Things I've learned form this thread :

- All the above.

- If you'll forgive the generalisation, 99% of this forum appear to be middle aged, middle class, white males.

Me, I'll take grime over mozart any day of the week.
 

Daryl

Senior Member
I respectfully disagree. A teacher shouldn't be treated as an entertainer but rather someone with enough knowledge to share. Kids must have the responsibility to understand that school is a "workplace for the mind" which reminds me of the importance of parenting.
Yes, but a teacher who is uninspiring will put children off subjects. I can testify to that personally..! It's no good having all the information at your fingertips if you can't impart it in an interesting way.
K-12 and Higher education should always provide the highest standards of information across all subjects, regardless how interesting they are or not. The average kid/teen does not have enough knowledge and experience to decide what to pursue except the fake perception of "passion" that accumulates by being drawn into something that was perhaps temporarily "fun".
And if it's not interesting, many children will switch off and learn nothing. It's not about temprary "fun", it's about fostering an engagement with a subject.
I agree except that I would not feel comfortable as a parent if my kid were to study Stormzy as I wouldn't want him/her to have political or any sort of biased influence at such early age.
It depends on the age. I have no problem with children in high school learning about politics in music, as long as it's put into context, and all sides are explored. Everything in music has a historical and social context, and these are legitimate areas for a student to explore. Failing to do so leaves us with a population that knows facts, and has qualifications, but is uneducated.
 

chimuelo

Star Of Stage & Screen
Yes, but a teacher who is uninspiring will put children off subjects. I can testify to that personally..! It's no good having all the information at your fingertips if you can't impart it in an interesting way.

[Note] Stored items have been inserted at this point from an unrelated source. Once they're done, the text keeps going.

// core/src/lib.rs

pub mod cursor;
pub mod document;
pub mod error;
pub mod executor;
pub mod index;
pub mod key;
pub mod logging;
pub mod match_query;
pub mod modify;
pub mod options;
pub mod persistence;
pub mod store;
pub mod value;

pub use cursor::{Cursor, Projection, SortDirection, SortKey};
pub use document::{check_object, generate_id, Document};
pub use error::{Result, StoreError};
pub use executor::Executor;
pub use index::{Index, UpdatePair};
pub use key::Key;
pub use logging::{get_log_level, set_log_level, LogLevel};
pub use match_query::{Query, WherePredicate};
pub use modify::modify;
pub use options::{Clock, StoreOptions, StoreOptionsBuilder, SystemClock};
pub use persistence::{ChangeRecord, NoopPersistence, PersistenceSink, VecPersistence};
pub use store::{Store, UpdateOptions, UpdateReport, UpdatedDocs};
pub use value::{get_dot_value, set_dot_value, unset_dot_value, Value};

And if it's not interesting, many children will switch off and learn nothing. It's not about temprary "fun", it's about fostering an engagement with a subject.

It depends on the age. I have no problem with children in high school learning about politics in music, as long as it's put into context, and all sides are explored. Everything in music has a historical and social context, and these are legitimate areas for a student to explore. Failing to do so leaves us with a population that knows facts, and has qualifications, but is uneducated.
Teach them HOW to think not WHAT to think.
I’m still raising kids and I guarantee you their head is into sports, music and women.
I was fortunate to live in a neighborhood predominately Asian.
It was good for my sons to see parents stricter than me.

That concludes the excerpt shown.